TORONTO — A Spinal Tap reunion means more to Harry Shearer than getting reacquainted with long raven wigs, ridiculous moustaches, zucchinis wrapped in tin foil, leather cuffs or his trusty double bass.
No, as Spinal Tap prepares to release their first album in 17 years, Back From the Dead, Shearer has had the chance to catch up with his alter ego, bassist Derek Smalls.
So what has the ponderous, pipe-huffing rocker been doing all these years?
“Derek was in therapy for Internet addiction at a small therapy centre in rural England,” Shearer said.
“He has kicked that, that was very successful therapy.”
“He did, in the late ’90s, open what was supposed to be the first in a series of hamburger joints in London, called Big Bottom Burgers. I don’t think it’s gone beyond one and it may have gone beneath one by this point.”
Shearer possesses a rapid-fire wit, yes, but he’s also grown used to effortlessly jumping back into Smalls’ headspace.
Spinal Tap, which also features Christopher Guest as Nigel Tufnel and Michael McKean as David St. Hubbins, is celebrating 25 years since the release of the beloved 1984 heavy-metal satire mockumentary This is Spinal Tap.
They’re in the midst of an Unwigged and Unplugged tour that finds the comic actors performing as themselves, free of absurd wigs or faux British accents.
Shearer said they got the idea for the tour, which has one remaining Canadian date at Toronto’s Massey Hall on May 21, after an impromptu show at the Museum of Modern Art in New York.
The group performs an acoustic setlist with tunes culled from Spinal Tap and other Guest-directed movies they’ve collaborated on, including A Mighty Wind (a folk satire in which Guest, McKean and Shearer perform as the Folksmen) and Waiting for Guffman.
Shearer said the group wanted to do something to honour the 25th anniversary of Spinal Tap, but felt a smaller tour was the way to go.
“It did not seem like a good idea to do a full-on, big-ass rock and roll show this time around,” he said.
“This is something we’ve never done before, we won’t be repeating ourselves, it’ll be interesting for us and interesting for the fans as well.”
And taking the songs out of their original context has given Shearer new insight into the group’s songwriting.
“We didn’t set out to write bad songs,” he said. “We set out to write songs that either in their conception or their lyrical pretension, were funny. It’s no fun playing bad music, so we tried to write credible music for each of these acts.”

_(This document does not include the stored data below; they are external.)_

//! Boundary conditions, forcing and sources

use glam::Vec3;

use super::{FlagGrid, MacGrid, RealGrid};

/// Zero a scalar in every outflow cell
pub fn reset_outflow(flags: &FlagGrid, grid: &mut RealGrid) {
    for idx in 0..grid.data().len() {
        if flags.is_outflow(idx) {
            grid.set(idx, 0.0);
        }
    }
}

/// Impose the obstacle velocity on every face between fluid and solid
///
/// Faces where both sides are fluid, or both are solid, are left alone.
/// Outer walls carry zero obstacle velocity, so they come out static.
pub fn set_wall_bcs(flags: &FlagGrid, vel: &mut MacGrid, obs_vel: &MacGrid) {
    let dims = vel.dims();
    for idx in 0..dims.cells() {
        for axis in 0..dims.dim() {
            let Some(lower) = dims.neighbor(idx, axis, false) else {
                continue;
            };
            let solid_here = flags.is_obstacle(idx);
            let solid_below = flags.is_obstacle(lower);
            let fluid_pair = (solid_here && flags.is_fluid(lower)) || (solid_below && flags.is_fluid(idx));
            if fluid_pair {
                vel.set_component(idx, axis, obs_vel.component(idx, axis));
            }
        }
    }
}

/// Buoyancy force proportional to the density on each fluid face
///
/// `gravity` points opposite to the rise direction; it is scaled by the
/// time step and the grid resolution, so the same value gives the same
/// motion at any resolution.
pub fn add_buoyancy(flags: &FlagGrid, density: &RealGrid, vel: &mut MacGrid, gravity: Vec3, dt: f32) {
    let dims = vel.dims();
    let factor = -gravity * dt * dims.max_res() as f32;
    for idx in 0..dims.cells() {
        if !flags.is_fluid(idx) {
            continue;
        }
        for axis in 0..dims.dim() {
            if factor[axis] == 0.0 {
                continue;
            }
            let Some(lower) = dims.neighbor(idx, axis, false) else {
                continue;
            };
            if !flags.is_fluid(lower) {
                continue;
            }
            let rho = 0.5 * (density.get(idx) + density.get(lower));
            let v = vel.component(idx, axis) + factor[axis] * rho;
            vel.set_component(idx, axis, v);
        }
    }
}

/// Copy `source` into `target` for cells matching `cell_type`, skipping the boundary ring
pub fn copy_mac_data(source: &MacGrid, target: &mut MacGrid, flags: &FlagGrid, cell_type: u32, b_width: usize) {
    let dims = target.dims();
    for idx in 0..dims.cells() {
        if dims.in_ring(idx, b_width) {
            continue;
        }
        if flags.get(idx) & cell_type != 0 {
            target.set(idx, source.get(idx));
        }
    }
}

/// Spherical smoke source
#[derive(Debug, Clone, Copy, PartialEq)]
pub struct Sphere {
    /// Center in grid units
    pub center: Vec3,
    /// Radius in grid units
    pub radius: f32,
}

impl Sphere {
    pub fn contains(&self, p: Vec3) -> bool {
        p.distance_squared(self.center) <= self.radius * self.radius
    }

    /// Set `value` in every cell whose center lies inside the sphere
    pub fn apply_to_grid(&self, grid: &mut RealGrid, value: f32) -> usize {
        let dims = grid.dims();
        let mut touched = 0;
        for idx in 0..dims.cells() {
            if self.contains(dims.center(idx)) {
                grid.set(idx, value);
                touched += 1;
            }
        }
        touched
    }
}
use std::fs;
use std::path::{Path, PathBuf};

use chrono::Local;

use crate::config::Config;
use crate::error::{SimErrorContext, SimResult};

/// Timestamped output directory of one invocation
#[derive(Debug, Clone)]
pub struct RunDirectory {
    path: PathBuf,
}

impl RunDirectory {
    /// Create `<output_dir>/<run_name>_<%m%d_%H%M%S>` and store the resolved
    /// configuration in it as `params.json`
    pub fn create(config: &Config) -> SimResult<Self> {
        let timestamp = Local::now().format("%m%d_%H%M%S");
        let name = format!("{}_{}", config.run.run_name, timestamp);
        let path = config.run.output_dir.join(name);
        Self::create_at(path, config)
    }

    /// Same as `create` with an explicit path
    pub fn create_at(path: impl Into<PathBuf>, config: &Config) -> SimResult<Self> {
        let path = path.into();
        fs::create_dir_all(&path).sim_context(&format!("creating {}", path.display()))?;

        let params = serde_json::to_string_pretty(config)?;
        let params_path = path.join("params.json");
        fs::write(&params_path, params).sim_context(&format!("writing {}", params_path.display()))?;

        log::info!("[RunDirectory] Writing to {}", path.display());
        Ok(Self { path })
    }

    pub fn path(&self) -> &Path {
        &self.path
    }
}

#[cfg(test)]
mod tests {
    use super::*;

    #[test]
    fn test_run_directory_holds_params() {
        let tmp = tempfile::tempdir().unwrap();
        let mut config = Config::default();
        config.run.output_dir = tmp.path().to_path_buf();
        config.run.seed = 42;
        let dir = RunDirectory::create(&config).unwrap();

        let name = dir.path().file_name().unwrap().to_string_lossy().to_string();
        assert!(name.starts_with("pred_smoke_rotating_cup_mov_"));
        let raw = fs::read_to_string(dir.path().join("params.json")).unwrap();
        let back: Config = serde_json::from_str(&raw).unwrap();
        assert_eq!(back.run.seed, 42);
    }
}
use serde::{Deserialize, Serialize};

use crate::config::PredictionType;

/// How one frame is produced
#[derive(Debug, Clone, Copy, PartialEq, Eq, Serialize, Deserialize)]
pub enum StepMode {
    /// Physical solve only
    Physical,
    /// Physical solve, encoded into the prediction history
    PhysicalWithEncode,
    /// Physical solve, then an encode/decode round trip replaces the fields
    PredictedEncDec,
    /// Predicted velocity; density stays physically transported and is
    /// re-encoded before prediction when the latent carries it
    PredictedVelocity { refresh_density: bool },
    /// Predicted velocity and density
    PredictedState,
}

impl StepMode {
    /// Select the mode of one frame
    pub fn select(frame: usize, warmup_steps: usize, prediction_type: PredictionType, has_density: bool) -> Self {
        match prediction_type {
            PredictionType::Simulation => StepMode::Physical,
            _ if frame < warmup_steps => StepMode::PhysicalWithEncode,
            PredictionType::EncDec => StepMode::PredictedEncDec,
            PredictionType::VelPrediction => StepMode::PredictedVelocity { refresh_density: has_density },
            PredictionType::Prediction => StepMode::PredictedState,
        }
    }

    /// Whether buoyancy and the pressure solve run this frame
    pub fn is_physical(&self) -> bool {
        matches!(self, StepMode::Physical | StepMode::PhysicalWithEncode | StepMode::PredictedEncDec)
    }

    /// Whether the physical result is encoded into the history
    pub fn encodes(&self) -> bool {
        matches!(self, StepMode::PhysicalWithEncode | StepMode::PredictedEncDec)
    }

    /// Whether the latent predictor produces this frame
    pub fn predicts(&self) -> bool {
        !self.is_physical()
    }
}

#[cfg(test)]
mod tests {
    use super::*;

    #[test]
    fn test_simulation_is_always_physical() {
        for frame in [0, 5, 100] {
            assert_eq!(StepMode::select(frame, 10, PredictionType::Simulation, true), StepMode::Physical);
        }
    }

    #[test]
    fn test_warmup_prefix_is_physical() {
        for ty in [PredictionType::EncDec, PredictionType::VelPrediction, PredictionType::Prediction] {
            for frame in 0..10 {
                let mode = StepMode::select(frame, 10, ty, true);
                assert_eq!(mode, StepMode::PhysicalWithEncode);
                assert!(mode.is_physical());
            }
        }
    }

    #[test]
    fn test_after_warmup() {
        assert_eq!(StepMode::select(10, 10, PredictionType::EncDec, true), StepMode::PredictedEncDec);
        assert!(StepMode::PredictedEncDec.is_physical());
        assert_eq!(
            StepMode::select(10, 10, PredictionType::VelPrediction, false),
            StepMode::PredictedVelocity { refresh_density: false }
        );
        let mode = StepMode::select(12, 10, PredictionType::Prediction, true);
        assert_eq!(mode, StepMode::PredictedState);
        assert!(mode.predicts() && !mode.encodes());
    }
}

“It’s almost like we’re covering another act’s tune except we wrote it.”
“But we have different hats on, if not different heads, and so we have a different musical take on it.”

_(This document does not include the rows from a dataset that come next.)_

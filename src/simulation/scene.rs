use serde::{Deserialize, Serialize};

use super::params::SupervisedParamHistory;
use super::step::FieldUpdateStep;
use crate::backend::FluidBackend;
use crate::bridge::{Predictor, StateBridge, StepMode};
use crate::config::Config;
use crate::error::{invalid_config, SimResult};
use crate::export::{FrameExporter, FrameRecord};
use crate::obstacle::{KinematicsParams, ParamRanges, RandomSource, RangeWarning, Trajectory};
use crate::profiling::{FrameTimer, RunProfile, SceneProfile};

/// What happened in one scene
#[derive(Debug, Clone, PartialEq, Serialize, Deserialize)]
pub struct SceneReport {
    pub scene: usize,
    /// Mode of every frame, in order
    pub modes: Vec<StepMode>,
    /// Pressure solves that stopped at the iteration cap
    pub unconverged_solves: usize,
    /// Per-scene rotation maximum, in units of π
    pub rotation_max: f32,
}

/// Outcome of a whole run
#[derive(Debug, Clone, Default)]
pub struct RunReport {
    pub warnings: Vec<RangeWarning>,
    pub scenes: Vec<SceneReport>,
    pub profile: RunProfile,
}

impl RunReport {
    pub fn has_warnings(&self) -> bool {
        !self.warnings.is_empty()
    }
}

/// Drives every scene of a run through the per-frame pipeline
///
/// Owns the backend state, the obstacle pose ring and the latent history
/// for the whole run; all three are reset at the start of each scene.
pub struct SceneRunner<B: FluidBackend, E: FrameExporter> {
    config: Config,
    backend: B,
    exporter: E,
    step: FieldUpdateStep,
    bridge: StateBridge,
    random: RandomSource,
    ranges: ParamRanges,
    params: SupervisedParamHistory,
}

impl<B: FluidBackend, E: FrameExporter> SceneRunner<B, E> {
    /// Validate everything a run depends on before any scene starts
    pub fn new(config: Config, backend: B, predictor: Box<dyn Predictor>, exporter: E) -> SimResult<Self> {
        config.validate()?;
        if backend.dims() != config.scene.dims() {
            return Err(invalid_config(
                "resolution",
                format!("backend grid {:?} differs from {:?}", backend.dims(), config.scene.dims()),
            ));
        }
        let bridge = StateBridge::new(predictor, &config.predictor)?;

        Ok(Self {
            step: FieldUpdateStep::from_config(&config.scene),
            random: RandomSource::new(config.run.seed),
            ranges: ParamRanges::from_config(&config.scene),
            params: SupervisedParamHistory::new(),
            config,
            backend,
            exporter,
            bridge,
        })
    }

    pub fn config(&self) -> &Config {
        &self.config
    }

    pub fn backend(&self) -> &B {
        &self.backend
    }

    pub fn exporter(&self) -> &E {
        &self.exporter
    }

    pub fn into_exporter(self) -> E {
        self.exporter
    }

    pub fn step(&self) -> &FieldUpdateStep {
        &self.step
    }

    pub fn bridge(&self) -> &StateBridge {
        &self.bridge
    }

    /// Trajectory of every scene of this run, with its range warnings
    pub fn trajectory(&self) -> (Trajectory, Vec<RangeWarning>) {
        let params = KinematicsParams::from_config(&self.config.scene, &self.config.run);
        Trajectory::generate(&params, self.config.run.num_scenes, self.config.run.num_frames, &self.random)
    }

    /// Run every scene
    pub fn run(&mut self) -> SimResult<RunReport> {
        let (trajectory, warnings) = self.trajectory();
        log::info!(
            "[SceneRunner] {} scene(s) of {} frames, {:?} after {} warmup steps",
            self.config.run.num_scenes,
            self.config.run.num_frames,
            self.config.run.prediction_type,
            self.config.run.warmup_steps
        );
        for warning in &warnings {
            log::debug!("[SceneRunner] {}", warning);
        }

        let mut report = RunReport { warnings, ..Default::default() };
        for scene in 0..self.config.run.num_scenes {
            let (scene_report, profile) = self.run_scene(scene, &trajectory)?;
            report.scenes.push(scene_report);
            report.profile.scenes.push(profile);
        }
        Ok(report)
    }

    /// Run one scene from a clean state
    pub fn run_scene(&mut self, scene: usize, trajectory: &Trajectory) -> SimResult<(SceneReport, SceneProfile)> {
        let run = &self.config.run;
        let num_frames = run.num_frames.min(trajectory.num_frames());
        let has_density = self.config.predictor.has_density();

        let initial = trajectory.control(scene, 0);
        self.step.begin_scene(&mut self.backend, &initial);
        self.bridge.reset();
        self.params.clear();

        let settings = self.step.settings();
        log::info!("[SceneRunner] Scene {}", scene);
        log::info!("[SceneRunner] Obs Pos: {}", settings.pose(&initial).offset);
        log::info!("[SceneRunner] Obs Rot Max: {}", trajectory.rotation_max(scene));
        log::info!("[SceneRunner] Smoke Pos: {}", settings.source(&initial).center);
        log::info!("[SceneRunner] Smoke Radius: {}", settings.smoke_radius);

        let mut modes = Vec::with_capacity(num_frames);
        let mut unconverged_solves = 0;
        let mut profile = SceneProfile::default();

        for frame in 0..num_frames {
            log::debug!("[SceneRunner] Frame {}", frame);
            let control = trajectory.control(scene, frame);
            let mut timer = FrameTimer::start();

            self.step.transport(&mut self.backend, &control);
            timer.end_transport();

            self.step.place_obstacle(&mut self.backend, &control);
            let normalized = control.normalized(&self.ranges);
            let mode = StepMode::select(frame, run.warmup_steps, run.prediction_type, has_density);

            timer.start_solve();
            if mode.is_physical() {
                let stats = self.step.solve(&mut self.backend);
                if !stats.converged {
                    unconverged_solves += 1;
                }
                self.bridge.record_physical(mode, &mut self.backend, normalized)?;
            } else {
                self.bridge.predict(mode, &mut self.backend, normalized)?;
            }

            if !run.profile {
                let velocity = self.backend.velocity_array();
                let density = self.backend.density_array();
                self.exporter.write_frame(&FrameRecord {
                    scene,
                    frame,
                    velocity: &velocity,
                    density: &density,
                    params: &self.params,
                })?;
            }

            let (transport, solve) = timer.finish();
            if frame > run.warmup_steps {
                profile.transport.push(transport);
                profile.solve.push(solve);
            }

            self.params.push(control);
            self.backend.step();
            modes.push(mode);
        }

        self.backend.release_transients();

        let report = SceneReport {
            scene,
            modes,
            unconverged_solves,
            rotation_max: trajectory.rotation_max(scene),
        };
        Ok((report, profile))
    }
}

Back From the Dead, meanwhile, features a mixture of new material, tracks that have been floating around but have never been properly released, and older songs that Tap decided to revisit.
Fans will finally be able to own Jazz Odyssey — the “free-form jazz exploration” that Tap was forced to perform after Tufnel quit the group, rendering most of their hits unplayable — and Short and Sweet, which, of course, Shearer describes as an “endless jam number” with some major-league guests soloing on it.
Other tracks only appeared in the movie in concert versions — “these are the studio versions of the songs, so they sound a lot louder,” Shearer notes with a laugh.
The 65-year-old Shearer has been involved with more than one pillar of recent American pop culture.
He voices a plethora of characters on The Simpsons, including Mr. Burns, Waylon Smithers, Ned Flanders and Kent Brockman, and was once a cast member on Saturday Night Live.
But he still relishes the enduring fascination with Spinal Tap.
“It’s one of the great satisfactions of having done that project, that it’s lived this long and still continues to,” he said. “I’m always running into people who either are kids or have kids who are discovering it for the first time, and are still really enjoying it and finding it funny.”
“I’m always running into musicians of course, not just rock musicians, but country and even classical, who say: ‘That’s what we watch on the bus.”’
“To use a terribly cliche metaphor, I think we struck a chord.”